Understanding nicotine addiction helps explain why quitting tobacco is so difficult—and why medical treatment can be so helpful. Addiction is not a lack of willpower; it is a chronic brain disease characterized by compulsive substance use despite harmful consequences. Nicotine hijacks the brain's natural reward system, creating powerful cravings that can persist long after the physical withdrawal symptoms have subsided.

When you inhale cigarette smoke, nicotine reaches the brain faster than injected drugs—within 10-20 seconds. This rapid delivery creates a strong association between the act of smoking and the pleasurable sensation, making the behavior highly reinforcing. Each cigarette contains 1-2 mg of absorbed nicotine, and a pack-a-day smoker receives 200-400 nicotine "hits" daily, constantly reinforcing the addiction.

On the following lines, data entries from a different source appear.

//! JSON API for the forge previewer.
//!
//! Exposes an axum [`Router`] over one [`Session`] and a
//! [`GenerationService`]. Transport concerns (tracing layers, listeners) are
//! the caller's responsibility.
//!
//! # Mounting
//!
//! ```rust,ignore
//! .nest("/api", forge_api::api_router(state))
//! ```

pub mod error;
pub mod generations;
pub mod history;
pub mod preview;
pub mod view;

use std::sync::Arc;

use axum::{
  Router,
  routing::{get, post},
};
use forge_core::generation::GenerationService;
use forge_engine::Session;
use forge_history::MemoryHistory;
use tokio::sync::Mutex;

pub use error::ApiError;

/// Shared state threaded through all handlers.
pub struct AppState<G> {
  pub session:   Arc<Mutex<Session<MemoryHistory>>>,
  pub generator: Arc<G>,
}

impl<G> AppState<G> {
  pub fn new(session: Session<MemoryHistory>, generator: G) -> Self {
    Self {
      session:   Arc::new(Mutex::new(session)),
      generator: Arc::new(generator),
    }
  }
}

impl<G> Clone for AppState<G> {
  fn clone(&self) -> Self {
    Self {
      session:   Arc::clone(&self.session),
      generator: Arc::clone(&self.generator),
    }
  }
}

/// Build a fully-materialised API router for `state`.
pub fn api_router<G>(state: AppState<G>) -> Router<()>
where
  G: GenerationService + 'static,
{
  Router::new()
    // Pipeline
    .route("/preview", post(preview::submit::<G>))
    .route("/edits", post(preview::edit::<G>))
    .route("/current", get(preview::current::<G>))
    // Generation
    .route("/generations", post(generations::create::<G>))
    // History
    .route("/history", get(history::list::<G>))
    .route("/history/{id}", get(history::get::<G>))
    .route("/history/{id}/rollback", post(history::rollback::<G>))
    .with_state(state)
}

#[cfg(test)]
mod tests {
  use std::future::Future;

  use axum::{
    body::Body,
    http::{Request, StatusCode, header},
  };
  use chrono::{TimeZone, Utc};
  use forge_core::generation::{Generation, GenerationError, GenerationRequest};
  use forge_engine::EngineConfig;
  use pretty_assertions::assert_eq;
  use serde_json::{Value, json};
  use tower::ServiceExt;

  use super::*;

  /// Answers every request with the same result.
  struct Fixed(Result<Generation, GenerationError>);

  impl GenerationService for Fixed {
    fn generate(
      &self,
      _request: GenerationRequest,
    ) -> impl Future<Output = Result<Generation, GenerationError>> + Send + '_ {
      let result = self.0.clone();
      async move { result }
    }
  }

  const CARD: &str = r#"function GeneratedUI() { return <Card title="Hello"><p>hi</p></Card>; }"#;

  fn state(result: Result<Generation, GenerationError>) -> AppState<Fixed> {
    let session = Session::new(MemoryHistory::new(), &EngineConfig::default()).unwrap();
    AppState::new(session, Fixed(result))
  }

  fn generated(code: &str) -> Result<Generation, GenerationError> {
    Ok(Generation {
      id:          1,
      code:        code.to_string(),
      explanation: "a card".to_string(),
      timestamp:   Utc.with_ymd_and_hms(2024, 6, 1, 12, 0, 0).unwrap(),
    })
  }

  async fn call(
    state: AppState<Fixed>,
    method: &str,
    uri: &str,
    body: Option<Value>,
  ) -> (StatusCode, Value) {
    let mut builder = Request::builder().method(method).uri(uri);
    let body = match body {
      Some(json) => {
        builder = builder.header(header::CONTENT_TYPE, "application/json");
        Body::from(json.to_string())
      }
      None => Body::empty(),
    };
    let resp = api_router(state)
      .oneshot(builder.body(body).unwrap())
      .await
      .unwrap();
    let status = resp.status();
    let bytes = axum::body::to_bytes(resp.into_body(), usize::MAX).await.unwrap();
    let json = serde_json::from_slice(&bytes).unwrap_or(Value::Null);
    (status, json)
  }

  #[tokio::test]
  async fn current_is_idle_before_anything_runs() {
    let (status, body) = call(state(generated(CARD)), "GET", "/current", None).await;
    assert_eq!(status, StatusCode::OK);
    assert_eq!(body["state"], "idle");
    assert_eq!(body["run"], Value::Null);
  }

  #[tokio::test]
  async fn preview_renders_whitelisted_source() {
    let (status, body) = call(
      state(generated(CARD)),
      "POST",
      "/preview",
      Some(json!({ "source": CARD })),
    )
    .await;
    assert_eq!(status, StatusCode::OK);
    assert_eq!(body["state"], "rendered");
    assert_eq!(
      body["trace"],
      json!(["validating", "transforming", "instantiating", "rendering", "rendered"])
    );
    assert!(body["html"].as_str().unwrap().contains("<p>hi</p>"));
  }

  #[tokio::test]
  async fn preview_reports_the_failing_stage() {
    let source = "import { Foo } from 'some-lib';\nfunction GeneratedUI() { return <Foo />; }";
    let (status, body) = call(
      state(generated(CARD)),
      "POST",
      "/preview",
      Some(json!({ "source": source })),
    )
    .await;
    assert_eq!(status, StatusCode::OK);
    assert_eq!(body["state"], "rejected");
    assert_eq!(body["error"]["stage"], "validation");
    assert_eq!(
      body["error"]["message"],
      "Prohibited import: import { Foo } from 'some-lib'"
    );
    assert_eq!(body.get("html"), None);
  }

  #[tokio::test]
  async fn generation_is_recorded_and_displayed() {
    let state = state(generated(CARD));
    let (status, body) = call(
      state.clone(),
      "POST",
      "/generations",
      Some(json!({ "intent": "a greeting card" })),
    )
    .await;
    assert_eq!(status, StatusCode::CREATED);
    assert_eq!(body["artifact"]["id"], 1);
    assert_eq!(body["artifact"]["intent"], "a greeting card");
    assert_eq!(body["run"]["state"], "rendered");

    let (_, history) = call(state.clone(), "GET", "/history", None).await;
    assert_eq!(history.as_array().unwrap().len(), 1);

    let (_, current) = call(state, "GET", "/current", None).await;
    assert_eq!(current["version"], 1);
    assert_eq!(current["source"], CARD);
  }

  #[tokio::test]
  async fn failed_generation_is_a_bad_gateway_and_records_nothing() {
    let state = state(Err(GenerationError::new("model unavailable")));
    let (status, body) = call(
      state.clone(),
      "POST",
      "/generations",
      Some(json!({ "intent": "anything" })),
    )
    .await;
    assert_eq!(status, StatusCode::BAD_GATEWAY);
    assert_eq!(body["error"], "generation failed: model unavailable");

    let (_, history) = call(state, "GET", "/history", None).await;
    assert_eq!(history, json!([]));
  }

  #[tokio::test]
  async fn empty_intents_and_edits_are_bad_requests() {
    let state = state(generated(CARD));
    let (status, _) = call(
      state.clone(),
      "POST",
      "/generations",
      Some(json!({ "intent": "  " })),
    )
    .await;
    assert_eq!(status, StatusCode::BAD_REQUEST);

    let (status, _) = call(state, "POST", "/edits", Some(json!({ "source": "" }))).await;
    assert_eq!(status, StatusCode::BAD_REQUEST);
  }

  #[tokio::test]
  async fn persisted_edits_join_history() {
    let state = state(generated(CARD));
    let (status, body) = call(
      state.clone(),
      "POST",
      "/edits",
      Some(json!({ "source": CARD, "persist": true })),
    )
    .await;
    assert_eq!(status, StatusCode::CREATED);
    assert_eq!(body["artifact"]["origin"], "edited");

    let (status, _) = call(
      state.clone(),
      "POST",
      "/edits",
      Some(json!({ "source": CARD })),
    )
    .await;
    assert_eq!(status, StatusCode::OK);

    let (_, history) = call(state, "GET", "/history", None).await;
    assert_eq!(history.as_array().unwrap().len(), 1);
  }

  #[tokio::test]
  async fn rollback_reorders_history() {
    let state = state(generated(CARD));
    for _ in 0..3 {
      call(
        state.clone(),
        "POST",
        "/generations",
        Some(json!({ "intent": "card" })),
      )
      .await;
    }

    let (status, body) = call(state.clone(), "POST", "/history/1/rollback", None).await;
    assert_eq!(status, StatusCode::OK);
    assert_eq!(body["artifact"]["id"], 1);
    assert_eq!(body["run"]["cached"], true);

    let (_, history) = call(state.clone(), "GET", "/history", None).await;
    let ids: Vec<u64> = history
      .as_array()
      .unwrap()
      .iter()
      .map(|a| a["id"].as_u64().unwrap())
      .collect();
    assert_eq!(ids, vec![1, 3, 2]);

    let (status, body) = call(state, "POST", "/history/42/rollback", None).await;
    assert_eq!(status, StatusCode::NOT_FOUND);
    assert_eq!(body["error"], "version 42 not found");
  }

  #[tokio::test]
  async fn single_versions_are_fetched_without_reordering() {
    let state = state(generated(CARD));
    for _ in 0..2 {
      call(
        state.clone(),
        "POST",
        "/generations",
        Some(json!({ "intent": "card" })),
      )
      .await;
    }

    let (status, body) = call(state.clone(), "GET", "/history/1", None).await;
    assert_eq!(status, StatusCode::OK);
    assert_eq!(body["id"], 1);
    assert_eq!(body["source"], CARD);
    assert_eq!(body["explanation"], "a card");

    let (_, history) = call(state.clone(), "GET", "/history", None).await;
    assert_eq!(history[0]["id"], 2);

    let (status, body) = call(state, "GET", "/history/42", None).await;
    assert_eq!(status, StatusCode::NOT_FOUND);
    assert_eq!(body["error"], "version 42 not found");
  }
}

Nicotine acts on nicotinic acetylcholine receptors in the brain, triggering the release of dopamine—the neurotransmitter associated with pleasure and reward. With repeated exposure, the brain adapts by increasing the number of receptors, which leads to tolerance (needing more nicotine for the same effect) and dependence (experiencing withdrawal without nicotine). These neurological changes can persist for months after quitting, which explains why long-term support is important for successful cessation.

Signs of Nicotine Dependence

Not everyone who uses tobacco becomes dependent, but most regular users develop some degree of addiction. The following signs indicate nicotine dependence:

  • Difficulty controlling tobacco use despite wanting to quit
  • Continued use despite knowing about health consequences
  • Tolerance—needing more tobacco to achieve the same effect
  • Withdrawal symptoms when not using tobacco
  • Spending significant time obtaining, using, or recovering from tobacco
  • Giving up important activities because of tobacco use
  • Strong cravings or urges to use tobacco

What Happens During Nicotine Withdrawal?

Nicotine withdrawal symptoms typically begin within hours of the last cigarette, peak at 3-5 days, and gradually decrease over 2-4 weeks. Common symptoms include intense cravings, irritability, anxiety, difficulty concentrating, increased appetite, and sleep disturbances. Medications can significantly reduce these symptoms.

Withdrawal symptoms are a major barrier to quitting tobacco. Understanding what to expect and knowing that symptoms are temporary can help you prepare and persist through the challenging early days of quitting. Most physical symptoms resolve within 2-4 weeks, though psychological cravings may persist longer.

The severity of withdrawal varies among individuals and depends on factors including how much and how long you've used tobacco, genetic factors, and mental health status. Heavy smokers and those who smoke within 30 minutes of waking typically experience more severe withdrawal. However, even mild withdrawal can be uncomfortable enough to trigger relapse in someone who isn't prepared.

Nicotine Withdrawal Timeline
Time After Quitting What Happens Common Symptoms
4-24 hours Nicotine levels drop, withdrawal begins Cravings, anxiety, irritability begin
1-3 days Withdrawal peaks, hardest period Intense cravings, mood changes, headaches
1-2 weeks Physical symptoms begin to fade Decreasing cravings, improved focus
2-4 weeks Most physical symptoms resolved Occasional cravings, improved energy
1+ months Brain chemistry normalizing Situational cravings, improved mood

Managing Withdrawal Symptoms

Several strategies can help manage withdrawal symptoms and reduce the risk of relapse. Combining multiple approaches is often most effective:

  • Medication: Nicotine replacement therapy, varenicline, or bupropion can reduce cravings and withdrawal severity by 50% or more
  • Physical activity: Even a short walk can reduce cravings and improve mood
  • Distraction: Keep hands and mouth busy with healthy alternatives
  • Deep breathing: Helps manage anxiety and mimics the act of smoking
  • Adequate sleep: Fatigue worsens cravings and mood
  • Avoid triggers: Stay away from situations associated with smoking, especially early in the quit attempt

What Treatments Help People Quit Tobacco?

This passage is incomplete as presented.